(Stored items)
◇ ◇ ◇ ◇ ◇ ◇ ◇

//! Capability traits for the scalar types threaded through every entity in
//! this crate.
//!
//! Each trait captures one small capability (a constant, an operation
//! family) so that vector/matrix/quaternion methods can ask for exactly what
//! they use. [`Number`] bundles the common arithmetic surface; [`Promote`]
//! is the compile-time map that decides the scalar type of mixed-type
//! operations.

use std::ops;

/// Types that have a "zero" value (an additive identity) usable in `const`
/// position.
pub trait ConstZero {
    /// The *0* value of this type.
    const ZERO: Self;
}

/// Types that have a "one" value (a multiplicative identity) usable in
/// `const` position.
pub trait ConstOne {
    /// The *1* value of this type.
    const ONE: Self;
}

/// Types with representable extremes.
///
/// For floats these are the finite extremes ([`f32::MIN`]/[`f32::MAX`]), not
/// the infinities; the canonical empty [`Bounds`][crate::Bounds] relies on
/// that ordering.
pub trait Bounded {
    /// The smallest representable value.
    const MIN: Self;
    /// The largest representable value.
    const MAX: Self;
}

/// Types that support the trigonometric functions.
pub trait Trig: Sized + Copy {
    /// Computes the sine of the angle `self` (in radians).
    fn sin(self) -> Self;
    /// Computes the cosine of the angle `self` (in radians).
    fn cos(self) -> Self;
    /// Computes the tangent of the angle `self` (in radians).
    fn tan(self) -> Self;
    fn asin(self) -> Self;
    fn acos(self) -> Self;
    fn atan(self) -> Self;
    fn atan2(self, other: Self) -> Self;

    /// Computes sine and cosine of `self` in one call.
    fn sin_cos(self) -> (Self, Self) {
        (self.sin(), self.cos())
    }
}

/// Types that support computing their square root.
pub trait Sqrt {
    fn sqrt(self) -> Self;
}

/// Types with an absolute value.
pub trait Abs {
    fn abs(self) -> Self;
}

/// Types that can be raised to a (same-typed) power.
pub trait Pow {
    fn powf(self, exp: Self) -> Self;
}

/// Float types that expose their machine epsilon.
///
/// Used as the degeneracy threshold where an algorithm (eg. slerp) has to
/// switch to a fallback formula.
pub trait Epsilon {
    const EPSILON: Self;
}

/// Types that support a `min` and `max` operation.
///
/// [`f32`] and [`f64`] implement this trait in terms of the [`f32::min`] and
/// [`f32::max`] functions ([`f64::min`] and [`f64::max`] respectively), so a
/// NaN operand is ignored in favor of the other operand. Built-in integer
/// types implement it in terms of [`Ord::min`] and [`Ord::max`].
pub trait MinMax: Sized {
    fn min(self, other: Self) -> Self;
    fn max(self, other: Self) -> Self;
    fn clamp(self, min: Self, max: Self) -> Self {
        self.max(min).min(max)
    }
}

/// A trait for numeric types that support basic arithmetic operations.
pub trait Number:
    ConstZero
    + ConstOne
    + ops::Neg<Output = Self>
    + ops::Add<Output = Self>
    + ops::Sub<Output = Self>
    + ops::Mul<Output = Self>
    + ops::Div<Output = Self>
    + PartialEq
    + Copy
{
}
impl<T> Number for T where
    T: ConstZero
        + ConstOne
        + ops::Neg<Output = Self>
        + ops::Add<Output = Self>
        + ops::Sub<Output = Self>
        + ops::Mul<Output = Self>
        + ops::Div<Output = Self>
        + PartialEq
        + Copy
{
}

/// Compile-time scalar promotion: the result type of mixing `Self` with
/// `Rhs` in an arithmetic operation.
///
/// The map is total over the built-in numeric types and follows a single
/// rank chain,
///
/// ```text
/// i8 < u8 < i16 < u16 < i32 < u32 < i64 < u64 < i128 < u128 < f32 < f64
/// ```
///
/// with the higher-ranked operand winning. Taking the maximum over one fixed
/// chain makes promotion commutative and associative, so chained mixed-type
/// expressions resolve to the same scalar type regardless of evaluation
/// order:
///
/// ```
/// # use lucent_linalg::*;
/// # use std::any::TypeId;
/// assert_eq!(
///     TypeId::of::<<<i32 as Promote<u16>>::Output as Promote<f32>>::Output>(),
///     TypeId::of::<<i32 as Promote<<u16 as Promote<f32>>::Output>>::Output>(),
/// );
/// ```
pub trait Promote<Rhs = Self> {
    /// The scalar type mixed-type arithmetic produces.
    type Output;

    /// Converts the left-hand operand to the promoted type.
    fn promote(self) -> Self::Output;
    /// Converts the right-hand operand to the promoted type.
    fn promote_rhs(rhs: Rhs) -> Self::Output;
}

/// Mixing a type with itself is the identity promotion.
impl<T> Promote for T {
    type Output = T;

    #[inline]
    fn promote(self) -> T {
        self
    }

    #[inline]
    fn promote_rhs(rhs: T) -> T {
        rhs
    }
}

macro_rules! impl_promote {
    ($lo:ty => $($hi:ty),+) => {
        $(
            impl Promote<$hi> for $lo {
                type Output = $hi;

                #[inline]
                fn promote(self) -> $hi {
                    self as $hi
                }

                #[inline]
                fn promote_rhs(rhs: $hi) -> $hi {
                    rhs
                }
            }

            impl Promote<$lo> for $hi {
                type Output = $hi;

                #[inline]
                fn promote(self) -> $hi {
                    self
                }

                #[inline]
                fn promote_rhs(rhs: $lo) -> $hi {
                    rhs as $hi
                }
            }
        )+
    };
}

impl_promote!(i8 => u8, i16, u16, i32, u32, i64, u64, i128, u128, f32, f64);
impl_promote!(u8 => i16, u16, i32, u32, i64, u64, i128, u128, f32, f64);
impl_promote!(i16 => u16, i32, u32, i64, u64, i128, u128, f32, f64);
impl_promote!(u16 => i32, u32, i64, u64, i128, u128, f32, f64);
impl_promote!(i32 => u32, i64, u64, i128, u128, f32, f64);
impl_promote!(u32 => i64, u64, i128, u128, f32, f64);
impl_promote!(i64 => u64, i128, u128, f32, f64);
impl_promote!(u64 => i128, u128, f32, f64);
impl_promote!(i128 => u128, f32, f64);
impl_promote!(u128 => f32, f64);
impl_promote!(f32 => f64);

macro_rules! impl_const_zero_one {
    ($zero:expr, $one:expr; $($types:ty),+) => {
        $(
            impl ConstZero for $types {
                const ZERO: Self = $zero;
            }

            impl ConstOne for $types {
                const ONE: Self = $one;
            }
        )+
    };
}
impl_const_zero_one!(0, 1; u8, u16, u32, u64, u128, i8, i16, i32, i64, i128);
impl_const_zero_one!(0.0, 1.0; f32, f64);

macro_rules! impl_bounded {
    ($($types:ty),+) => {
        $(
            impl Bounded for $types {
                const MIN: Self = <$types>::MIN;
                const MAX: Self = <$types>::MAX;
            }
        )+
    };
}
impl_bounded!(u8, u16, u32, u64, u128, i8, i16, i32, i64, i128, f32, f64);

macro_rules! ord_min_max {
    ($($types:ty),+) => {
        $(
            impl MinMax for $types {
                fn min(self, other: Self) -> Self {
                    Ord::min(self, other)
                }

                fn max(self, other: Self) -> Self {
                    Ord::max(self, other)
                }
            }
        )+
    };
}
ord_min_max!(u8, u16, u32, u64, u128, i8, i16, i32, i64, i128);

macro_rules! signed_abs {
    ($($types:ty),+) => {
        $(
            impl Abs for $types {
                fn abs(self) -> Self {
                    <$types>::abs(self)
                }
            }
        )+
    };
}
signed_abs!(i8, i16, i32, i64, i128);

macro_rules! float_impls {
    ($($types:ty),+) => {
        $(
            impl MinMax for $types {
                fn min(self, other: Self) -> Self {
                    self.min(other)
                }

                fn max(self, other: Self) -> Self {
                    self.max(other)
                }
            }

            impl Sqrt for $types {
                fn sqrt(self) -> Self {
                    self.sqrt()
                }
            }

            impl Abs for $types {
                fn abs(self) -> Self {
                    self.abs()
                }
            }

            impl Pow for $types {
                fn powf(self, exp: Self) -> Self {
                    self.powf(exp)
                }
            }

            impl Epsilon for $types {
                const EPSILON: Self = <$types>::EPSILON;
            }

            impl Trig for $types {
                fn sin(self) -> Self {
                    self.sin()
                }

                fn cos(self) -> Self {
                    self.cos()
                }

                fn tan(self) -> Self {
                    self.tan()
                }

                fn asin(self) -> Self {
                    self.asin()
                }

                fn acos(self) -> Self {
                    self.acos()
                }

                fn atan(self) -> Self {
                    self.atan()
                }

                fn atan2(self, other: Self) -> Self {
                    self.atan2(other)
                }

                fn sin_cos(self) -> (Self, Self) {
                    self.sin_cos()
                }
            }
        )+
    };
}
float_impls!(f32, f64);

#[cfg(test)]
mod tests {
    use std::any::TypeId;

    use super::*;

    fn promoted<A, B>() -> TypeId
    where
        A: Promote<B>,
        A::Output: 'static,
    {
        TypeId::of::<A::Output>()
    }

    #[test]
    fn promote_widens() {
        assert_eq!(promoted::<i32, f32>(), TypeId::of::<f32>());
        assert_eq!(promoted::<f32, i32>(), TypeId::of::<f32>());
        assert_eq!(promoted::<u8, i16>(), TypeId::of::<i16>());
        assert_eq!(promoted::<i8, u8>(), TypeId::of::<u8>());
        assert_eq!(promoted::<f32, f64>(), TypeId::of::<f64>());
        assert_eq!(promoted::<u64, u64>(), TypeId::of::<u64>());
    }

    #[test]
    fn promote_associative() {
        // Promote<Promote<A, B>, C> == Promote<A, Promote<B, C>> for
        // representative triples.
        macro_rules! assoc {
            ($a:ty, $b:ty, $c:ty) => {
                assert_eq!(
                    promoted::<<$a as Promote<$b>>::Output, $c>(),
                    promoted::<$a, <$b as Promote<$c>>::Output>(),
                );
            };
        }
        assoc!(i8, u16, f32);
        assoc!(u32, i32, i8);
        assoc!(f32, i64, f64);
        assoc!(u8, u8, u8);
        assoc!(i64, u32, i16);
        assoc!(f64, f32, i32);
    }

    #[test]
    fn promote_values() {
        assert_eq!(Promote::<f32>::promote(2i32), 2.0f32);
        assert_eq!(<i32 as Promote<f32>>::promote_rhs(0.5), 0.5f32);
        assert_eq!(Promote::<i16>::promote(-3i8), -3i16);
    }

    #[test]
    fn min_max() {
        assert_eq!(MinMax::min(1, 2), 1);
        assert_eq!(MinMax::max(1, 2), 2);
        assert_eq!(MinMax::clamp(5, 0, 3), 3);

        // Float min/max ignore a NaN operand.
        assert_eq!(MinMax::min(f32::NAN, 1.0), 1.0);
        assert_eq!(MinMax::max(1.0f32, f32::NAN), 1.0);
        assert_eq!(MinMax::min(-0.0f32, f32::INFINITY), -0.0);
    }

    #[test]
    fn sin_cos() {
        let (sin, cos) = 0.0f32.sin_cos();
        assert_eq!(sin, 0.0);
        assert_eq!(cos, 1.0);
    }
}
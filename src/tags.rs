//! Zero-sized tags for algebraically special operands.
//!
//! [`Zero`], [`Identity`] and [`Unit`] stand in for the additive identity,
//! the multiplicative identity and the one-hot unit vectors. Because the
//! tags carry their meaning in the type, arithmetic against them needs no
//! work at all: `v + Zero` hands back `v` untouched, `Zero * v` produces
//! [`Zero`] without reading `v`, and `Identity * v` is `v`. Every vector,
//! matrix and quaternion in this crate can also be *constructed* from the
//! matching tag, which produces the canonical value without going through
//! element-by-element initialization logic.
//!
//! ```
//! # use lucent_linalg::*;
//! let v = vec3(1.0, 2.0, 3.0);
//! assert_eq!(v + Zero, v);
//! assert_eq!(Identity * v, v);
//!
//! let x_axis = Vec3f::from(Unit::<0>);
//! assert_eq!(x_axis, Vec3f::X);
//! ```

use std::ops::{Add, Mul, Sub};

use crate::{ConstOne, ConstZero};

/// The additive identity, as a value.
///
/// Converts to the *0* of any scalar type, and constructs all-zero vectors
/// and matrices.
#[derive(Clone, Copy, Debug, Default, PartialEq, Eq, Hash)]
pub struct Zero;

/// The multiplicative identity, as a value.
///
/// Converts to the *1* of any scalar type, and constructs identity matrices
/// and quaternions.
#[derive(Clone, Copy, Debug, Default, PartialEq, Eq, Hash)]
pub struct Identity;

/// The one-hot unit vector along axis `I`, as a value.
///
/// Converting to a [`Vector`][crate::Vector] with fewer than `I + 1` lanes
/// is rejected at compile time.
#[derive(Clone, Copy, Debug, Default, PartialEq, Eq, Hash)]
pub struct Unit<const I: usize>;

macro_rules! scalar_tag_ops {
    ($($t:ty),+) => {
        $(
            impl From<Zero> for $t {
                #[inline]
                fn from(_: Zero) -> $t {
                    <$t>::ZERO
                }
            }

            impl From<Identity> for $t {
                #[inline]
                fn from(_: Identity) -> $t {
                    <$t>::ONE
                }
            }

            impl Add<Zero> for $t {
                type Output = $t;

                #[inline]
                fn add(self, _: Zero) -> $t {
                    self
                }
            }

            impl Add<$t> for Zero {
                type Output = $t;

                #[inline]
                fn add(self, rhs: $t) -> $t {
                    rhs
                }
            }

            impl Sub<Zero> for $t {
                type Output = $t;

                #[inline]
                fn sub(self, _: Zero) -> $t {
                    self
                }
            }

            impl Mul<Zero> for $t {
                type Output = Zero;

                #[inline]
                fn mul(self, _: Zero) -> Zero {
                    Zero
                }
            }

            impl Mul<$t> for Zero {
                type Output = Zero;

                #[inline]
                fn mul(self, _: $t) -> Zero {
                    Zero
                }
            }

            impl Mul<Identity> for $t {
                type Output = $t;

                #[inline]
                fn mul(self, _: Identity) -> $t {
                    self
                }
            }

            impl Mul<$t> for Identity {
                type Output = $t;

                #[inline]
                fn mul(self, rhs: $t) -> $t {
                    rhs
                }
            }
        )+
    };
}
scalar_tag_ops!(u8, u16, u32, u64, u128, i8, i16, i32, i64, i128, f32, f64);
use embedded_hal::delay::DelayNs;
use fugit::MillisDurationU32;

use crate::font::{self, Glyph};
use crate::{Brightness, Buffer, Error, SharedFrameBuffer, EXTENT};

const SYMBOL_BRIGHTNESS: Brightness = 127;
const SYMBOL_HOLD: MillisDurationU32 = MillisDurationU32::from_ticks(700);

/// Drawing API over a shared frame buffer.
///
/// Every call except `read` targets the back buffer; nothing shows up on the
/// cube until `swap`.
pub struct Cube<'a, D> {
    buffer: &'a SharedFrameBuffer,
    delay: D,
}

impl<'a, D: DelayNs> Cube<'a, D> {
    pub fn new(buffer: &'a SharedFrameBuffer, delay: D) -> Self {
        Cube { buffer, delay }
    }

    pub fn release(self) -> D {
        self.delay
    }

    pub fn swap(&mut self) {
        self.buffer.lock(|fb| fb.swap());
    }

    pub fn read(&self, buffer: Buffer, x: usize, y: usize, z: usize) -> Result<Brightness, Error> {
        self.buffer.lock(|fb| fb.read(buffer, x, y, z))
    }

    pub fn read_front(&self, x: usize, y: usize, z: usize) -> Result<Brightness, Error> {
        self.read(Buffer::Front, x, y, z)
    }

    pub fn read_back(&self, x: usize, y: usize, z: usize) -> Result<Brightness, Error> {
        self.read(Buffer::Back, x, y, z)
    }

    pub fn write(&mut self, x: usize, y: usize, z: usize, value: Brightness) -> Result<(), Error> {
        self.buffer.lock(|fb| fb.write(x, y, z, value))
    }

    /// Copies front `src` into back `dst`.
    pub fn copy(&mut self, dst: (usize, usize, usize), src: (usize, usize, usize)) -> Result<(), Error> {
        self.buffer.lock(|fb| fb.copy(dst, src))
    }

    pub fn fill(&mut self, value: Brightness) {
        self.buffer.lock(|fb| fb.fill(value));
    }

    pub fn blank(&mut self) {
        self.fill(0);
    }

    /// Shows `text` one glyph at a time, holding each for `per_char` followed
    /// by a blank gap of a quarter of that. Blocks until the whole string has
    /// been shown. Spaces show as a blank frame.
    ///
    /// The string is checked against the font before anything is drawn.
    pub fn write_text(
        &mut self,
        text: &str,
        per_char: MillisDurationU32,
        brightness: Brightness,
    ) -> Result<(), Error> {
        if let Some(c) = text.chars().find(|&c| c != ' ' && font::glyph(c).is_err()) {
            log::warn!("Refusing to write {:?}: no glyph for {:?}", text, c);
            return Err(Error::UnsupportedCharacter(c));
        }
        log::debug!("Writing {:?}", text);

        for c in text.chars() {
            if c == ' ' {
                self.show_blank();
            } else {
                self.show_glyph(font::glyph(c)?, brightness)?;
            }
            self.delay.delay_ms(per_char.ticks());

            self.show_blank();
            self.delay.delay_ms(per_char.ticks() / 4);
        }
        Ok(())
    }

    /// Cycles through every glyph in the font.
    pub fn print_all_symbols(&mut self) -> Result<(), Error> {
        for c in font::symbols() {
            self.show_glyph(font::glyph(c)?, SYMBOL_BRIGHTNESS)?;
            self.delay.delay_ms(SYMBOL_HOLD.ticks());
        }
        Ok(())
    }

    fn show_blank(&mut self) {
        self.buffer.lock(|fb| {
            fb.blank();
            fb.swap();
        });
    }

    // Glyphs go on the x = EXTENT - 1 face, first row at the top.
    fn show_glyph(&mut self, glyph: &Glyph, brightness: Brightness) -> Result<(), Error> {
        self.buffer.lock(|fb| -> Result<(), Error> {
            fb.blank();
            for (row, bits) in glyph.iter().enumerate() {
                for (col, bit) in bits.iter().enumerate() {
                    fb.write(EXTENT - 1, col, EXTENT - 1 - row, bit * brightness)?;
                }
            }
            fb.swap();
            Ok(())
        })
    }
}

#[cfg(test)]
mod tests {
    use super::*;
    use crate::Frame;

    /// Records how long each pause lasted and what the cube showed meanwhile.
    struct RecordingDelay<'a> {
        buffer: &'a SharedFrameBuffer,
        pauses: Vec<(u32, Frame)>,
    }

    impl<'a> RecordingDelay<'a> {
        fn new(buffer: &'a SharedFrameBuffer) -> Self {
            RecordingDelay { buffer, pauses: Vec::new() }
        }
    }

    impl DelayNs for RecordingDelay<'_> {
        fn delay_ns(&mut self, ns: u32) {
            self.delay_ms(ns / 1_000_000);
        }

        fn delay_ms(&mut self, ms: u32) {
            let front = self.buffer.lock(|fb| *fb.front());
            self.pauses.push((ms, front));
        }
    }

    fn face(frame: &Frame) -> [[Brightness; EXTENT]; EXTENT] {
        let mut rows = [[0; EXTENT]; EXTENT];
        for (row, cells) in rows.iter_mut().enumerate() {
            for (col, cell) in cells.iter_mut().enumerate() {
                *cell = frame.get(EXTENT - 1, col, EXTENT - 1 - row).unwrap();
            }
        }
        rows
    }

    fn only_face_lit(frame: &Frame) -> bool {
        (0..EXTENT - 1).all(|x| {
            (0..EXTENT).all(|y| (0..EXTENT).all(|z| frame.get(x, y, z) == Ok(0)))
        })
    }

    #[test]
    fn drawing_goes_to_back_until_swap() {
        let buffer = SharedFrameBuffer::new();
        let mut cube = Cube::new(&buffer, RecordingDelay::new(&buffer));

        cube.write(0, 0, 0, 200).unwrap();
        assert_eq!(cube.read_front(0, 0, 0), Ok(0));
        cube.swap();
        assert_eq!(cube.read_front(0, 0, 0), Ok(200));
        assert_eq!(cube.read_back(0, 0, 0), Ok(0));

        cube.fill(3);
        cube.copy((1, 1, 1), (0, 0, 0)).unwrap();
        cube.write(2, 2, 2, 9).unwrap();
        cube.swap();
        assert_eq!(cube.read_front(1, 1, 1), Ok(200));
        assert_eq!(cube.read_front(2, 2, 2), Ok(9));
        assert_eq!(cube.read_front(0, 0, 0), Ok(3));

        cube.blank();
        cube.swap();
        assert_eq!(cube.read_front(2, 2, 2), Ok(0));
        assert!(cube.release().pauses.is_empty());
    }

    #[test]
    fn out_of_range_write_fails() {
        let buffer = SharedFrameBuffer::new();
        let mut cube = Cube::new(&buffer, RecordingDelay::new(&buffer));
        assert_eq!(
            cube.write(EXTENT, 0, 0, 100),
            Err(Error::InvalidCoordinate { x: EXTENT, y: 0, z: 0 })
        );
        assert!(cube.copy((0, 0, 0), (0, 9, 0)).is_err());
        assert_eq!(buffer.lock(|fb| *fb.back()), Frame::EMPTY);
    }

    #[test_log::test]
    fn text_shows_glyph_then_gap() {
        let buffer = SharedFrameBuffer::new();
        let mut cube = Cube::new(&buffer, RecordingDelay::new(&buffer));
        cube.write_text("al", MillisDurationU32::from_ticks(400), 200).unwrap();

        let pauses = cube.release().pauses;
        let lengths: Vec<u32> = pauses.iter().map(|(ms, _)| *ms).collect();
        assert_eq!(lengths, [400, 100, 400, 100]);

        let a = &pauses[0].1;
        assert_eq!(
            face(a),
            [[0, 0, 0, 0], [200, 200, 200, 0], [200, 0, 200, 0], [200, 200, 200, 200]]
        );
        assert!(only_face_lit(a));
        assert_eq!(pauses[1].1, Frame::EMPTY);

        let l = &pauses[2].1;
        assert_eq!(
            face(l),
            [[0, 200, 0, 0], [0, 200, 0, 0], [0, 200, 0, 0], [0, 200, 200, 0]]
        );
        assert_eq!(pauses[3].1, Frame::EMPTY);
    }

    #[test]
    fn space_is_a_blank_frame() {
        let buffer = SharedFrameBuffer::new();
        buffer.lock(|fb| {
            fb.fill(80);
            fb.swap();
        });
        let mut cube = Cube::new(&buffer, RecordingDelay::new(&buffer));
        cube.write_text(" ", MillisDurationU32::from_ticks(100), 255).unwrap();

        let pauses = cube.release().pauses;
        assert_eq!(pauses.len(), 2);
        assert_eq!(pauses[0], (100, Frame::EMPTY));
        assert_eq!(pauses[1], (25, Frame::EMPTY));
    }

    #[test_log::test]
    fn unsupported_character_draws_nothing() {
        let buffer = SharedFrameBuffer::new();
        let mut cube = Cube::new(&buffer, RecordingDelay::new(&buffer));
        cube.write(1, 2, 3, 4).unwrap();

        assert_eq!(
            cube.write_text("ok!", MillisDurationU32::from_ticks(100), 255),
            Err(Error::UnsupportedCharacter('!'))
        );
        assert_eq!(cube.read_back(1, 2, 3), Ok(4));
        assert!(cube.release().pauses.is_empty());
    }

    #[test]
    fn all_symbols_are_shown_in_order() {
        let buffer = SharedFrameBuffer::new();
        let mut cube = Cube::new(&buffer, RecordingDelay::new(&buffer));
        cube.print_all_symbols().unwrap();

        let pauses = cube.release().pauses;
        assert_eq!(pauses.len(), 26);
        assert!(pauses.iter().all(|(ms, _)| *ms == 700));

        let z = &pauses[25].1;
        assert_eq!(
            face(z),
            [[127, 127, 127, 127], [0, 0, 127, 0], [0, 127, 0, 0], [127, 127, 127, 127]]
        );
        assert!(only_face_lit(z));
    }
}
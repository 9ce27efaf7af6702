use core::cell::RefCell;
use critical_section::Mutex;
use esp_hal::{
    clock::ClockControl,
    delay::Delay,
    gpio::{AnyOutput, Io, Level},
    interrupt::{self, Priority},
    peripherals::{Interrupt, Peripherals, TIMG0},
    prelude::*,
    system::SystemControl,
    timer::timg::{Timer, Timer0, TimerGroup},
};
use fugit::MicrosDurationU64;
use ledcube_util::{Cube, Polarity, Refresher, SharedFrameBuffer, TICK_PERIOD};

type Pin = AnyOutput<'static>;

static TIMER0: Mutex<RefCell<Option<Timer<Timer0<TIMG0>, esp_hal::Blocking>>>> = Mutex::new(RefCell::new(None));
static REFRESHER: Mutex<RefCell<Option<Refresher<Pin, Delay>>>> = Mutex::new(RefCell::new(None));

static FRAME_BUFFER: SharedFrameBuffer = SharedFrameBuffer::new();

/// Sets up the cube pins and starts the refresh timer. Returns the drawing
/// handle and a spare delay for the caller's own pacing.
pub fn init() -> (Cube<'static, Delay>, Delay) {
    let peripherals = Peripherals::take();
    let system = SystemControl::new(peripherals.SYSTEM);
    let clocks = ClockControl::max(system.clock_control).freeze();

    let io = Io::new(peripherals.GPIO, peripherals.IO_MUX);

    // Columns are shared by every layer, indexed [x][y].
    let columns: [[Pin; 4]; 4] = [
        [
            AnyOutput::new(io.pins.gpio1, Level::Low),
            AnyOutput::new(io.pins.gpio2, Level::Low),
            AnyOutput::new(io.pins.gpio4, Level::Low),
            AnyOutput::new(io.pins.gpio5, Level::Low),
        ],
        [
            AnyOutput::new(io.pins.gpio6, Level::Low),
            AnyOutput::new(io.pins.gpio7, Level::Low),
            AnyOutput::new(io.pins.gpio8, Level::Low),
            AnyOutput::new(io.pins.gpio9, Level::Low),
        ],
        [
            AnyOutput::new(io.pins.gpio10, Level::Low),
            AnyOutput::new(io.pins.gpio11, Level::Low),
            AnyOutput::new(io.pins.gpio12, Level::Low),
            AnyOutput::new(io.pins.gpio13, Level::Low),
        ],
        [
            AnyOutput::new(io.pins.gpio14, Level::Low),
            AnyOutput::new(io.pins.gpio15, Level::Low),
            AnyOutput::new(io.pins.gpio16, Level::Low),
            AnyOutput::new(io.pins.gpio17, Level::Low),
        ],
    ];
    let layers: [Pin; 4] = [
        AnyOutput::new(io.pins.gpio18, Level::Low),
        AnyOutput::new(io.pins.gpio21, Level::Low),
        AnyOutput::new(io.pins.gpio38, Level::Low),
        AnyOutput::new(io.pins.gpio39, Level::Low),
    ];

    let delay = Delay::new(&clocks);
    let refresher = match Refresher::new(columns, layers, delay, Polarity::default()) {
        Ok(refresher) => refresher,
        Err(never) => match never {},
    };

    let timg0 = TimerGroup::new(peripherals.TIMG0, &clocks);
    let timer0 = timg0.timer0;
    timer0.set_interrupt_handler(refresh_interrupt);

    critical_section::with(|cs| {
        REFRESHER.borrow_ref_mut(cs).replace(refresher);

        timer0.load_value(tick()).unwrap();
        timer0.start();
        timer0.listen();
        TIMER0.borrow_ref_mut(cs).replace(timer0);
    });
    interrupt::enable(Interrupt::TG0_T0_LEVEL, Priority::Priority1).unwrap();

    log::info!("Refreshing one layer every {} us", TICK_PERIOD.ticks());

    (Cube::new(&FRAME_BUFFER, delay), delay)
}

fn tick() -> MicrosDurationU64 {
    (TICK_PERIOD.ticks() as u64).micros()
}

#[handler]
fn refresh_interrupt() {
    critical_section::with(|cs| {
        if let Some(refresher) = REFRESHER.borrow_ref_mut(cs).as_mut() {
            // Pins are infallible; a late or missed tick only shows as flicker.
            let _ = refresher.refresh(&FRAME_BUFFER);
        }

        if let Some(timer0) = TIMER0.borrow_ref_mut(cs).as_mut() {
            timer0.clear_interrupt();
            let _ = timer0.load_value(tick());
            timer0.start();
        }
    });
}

◇ ◇ ◇ ◇ ◇ ◇ ◇

# Try it
Write out each line above that contains the word "through".

# Written solution
//! Capability traits for the scalar types threaded through every entity in
//! matching tag, which produces the canonical value without going through
    /// Cycles through every glyph in the font.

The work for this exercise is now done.